Twenty-six acromegalic patients were randomized to treatment with either SMS 201–995 or bromocriptine in increasing doses and were investigated before treatment, after 2,4, and 8 weeks of treatment, and 2 weeks after discontinuation of treatment. There were two dropouts from the bromocriptine group and one from the SMS 201–995 group. Amelioration of clinical signs and symptoms was seen in both groups during treatment. After 8 weeks mean 12-h GH concentrations had declined from 13.8 ± 5.2 to 2.9 ± 4.4 (mean ± sem) in SMS 201–995-treated and from 18.8 ± 7.5 to 5.4 ± 1.2 μ/L in bromocriptine-treated patients.
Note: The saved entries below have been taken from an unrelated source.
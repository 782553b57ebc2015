//! Field mapping and type coercion: turns a recovered CDC envelope into
//! the canonical change event the applier consumes.

use std::sync::Arc;

use base64::{engine::general_purpose, Engine as _};
use serde_json::{Map, Value};
use tracing::{debug, warn};

use super::envelope::{CdcEnvelope, ChangeEvent};
use super::mapping::MappingRegistry;
use crate::error::{Result, SyncError};

const MICROS_PER_HOUR: i64 = 3_600_000_000;
const MICROS_PER_MINUTE: i64 = 60_000_000;
const MICROS_PER_SECOND: i64 = 1_000_000;

pub struct EventTransformer {
    registry: Arc<MappingRegistry>,
}

impl EventTransformer {
    pub fn new(registry: Arc<MappingRegistry>) -> Self {
        Self { registry }
    }

    /// Build the canonical change event for an envelope read at `offset`.
    ///
    /// Returns `None` when there is nothing to apply: the operation's row
    /// image is absent or empty, or the table is not in the mapping
    /// registry (schemas evolve independently of this consumer, so an
    /// unmapped table is expected, not an error).
    pub fn build_change_event(&self, envelope: &CdcEnvelope, offset: i64) -> Option<ChangeEvent> {
        let table = envelope.table();
        let operation = envelope.operation();

        let image = match envelope.row_image() {
            Some(image) => image,
            None => {
                debug!(
                    table,
                    operation = %operation,
                    offset,
                    "No row image for operation, nothing to apply"
                );
                return None;
            }
        };

        let mapping = match self.registry.get(table) {
            Some(mapping) => mapping,
            None => {
                warn!(table, offset, "Unmapped source table, skipping event");
                return None;
            }
        };

        let mut attributes = Map::with_capacity(image.len());
        for (key, value) in image {
            if MappingRegistry::is_ignored(key) {
                continue;
            }
            attributes.insert(mapping.target_field(key).to_string(), value.clone());
        }

        // Per-field decoding is best effort: a failure leaves the raw value
        // in place and never aborts the event.
        for field in mapping.cents_fields() {
            let Some(value) = attributes.get(field) else {
                continue;
            };
            if is_blank(value) {
                continue;
            }
            match decode_cents(value) {
                Ok(decoded) => {
                    attributes.insert(field.to_string(), decoded);
                }
                Err(e) => warn!(
                    table,
                    field,
                    offset,
                    error = %e,
                    "Failed to decode fixed-point field, leaving raw value"
                ),
            }
        }

        for field in mapping.duration_fields() {
            let Some(value) = attributes.get(field) else {
                continue;
            };
            if is_blank(value) {
                continue;
            }
            match decode_duration(value) {
                Ok(decoded) => {
                    attributes.insert(field.to_string(), decoded);
                }
                Err(e) => warn!(
                    table,
                    field,
                    offset,
                    error = %e,
                    "Failed to decode duration field, leaving raw value"
                ),
            }
        }

        Some(ChangeEvent {
            source_table: table.to_string(),
            operation,
            attributes,
            offset,
        })
    }
}

/// Unset per the feed's conventions: null, empty string, zero, or false.
fn is_blank(value: &Value) -> bool {
    match value {
        Value::Null => true,
        Value::String(s) => s.is_empty(),
        Value::Number(n) => n.as_f64() == Some(0.0),
        Value::Bool(b) => !b,
        _ => false,
    }
}

/// Decode a base64 string of big-endian bytes holding a cent amount into
/// its decimal value.
fn decode_cents(value: &Value) -> Result<Value> {
    let text = value
        .as_str()
        .ok_or_else(|| SyncError::Encoding("expected a base64 string".into()))?;

    let bytes = general_purpose::STANDARD
        .decode(text)
        .map_err(|e| SyncError::Encoding(format!("base64: {e}")))?;

    if bytes.len() > 16 {
        return Err(SyncError::Encoding(format!(
            "{}-byte integer out of range",
            bytes.len()
        )));
    }

    let mut cents: u128 = 0;
    for byte in &bytes {
        cents = (cents << 8) | u128::from(*byte);
    }

    let decimal = cents as f64 / 100.0;
    serde_json::Number::from_f64(decimal)
        .map(Value::Number)
        .ok_or_else(|| SyncError::Encoding("non-finite decimal value".into()))
}

/// Render a microsecond count as zero-padded `HH:MM:SS`.
fn decode_duration(value: &Value) -> Result<Value> {
    let micros = value
        .as_i64()
        .ok_or_else(|| SyncError::Encoding("expected an integer microsecond count".into()))?;
    if micros < 0 {
        return Err(SyncError::Encoding(format!(
            "negative microsecond count: {micros}"
        )));
    }

    let hours = micros / MICROS_PER_HOUR;
    let minutes = (micros % MICROS_PER_HOUR) / MICROS_PER_MINUTE;
    let seconds = (micros % MICROS_PER_MINUTE) / MICROS_PER_SECOND;

    Ok(Value::String(format!(
        "{hours:02}:{minutes:02}:{seconds:02}"
    )))
}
Somatomedin-C concentrations fell from 3.04 ± 0.36 to 1.43 ± 0.36 in SMS 201–995-treated and from 2.93 ± 0.40 to 2.13 ± 0.27 U/mL in bromocriptine-treated patients. Size reduction of the pituitary tumor was seen in one patient receiving bromocriptine. Gastrointestinal glucose absorption was delayed, and insulin secretion suppressed during treatment with SMS 201–995. Hemoglobin-Al concentrations remained unchanged in SMS 201–995-treated patients, but declined in the bromocriptine group. Side-effects were common, but usually tolerable, with both treatments. It is concluded that both drugs are of benefit in the treatment of acromegaly.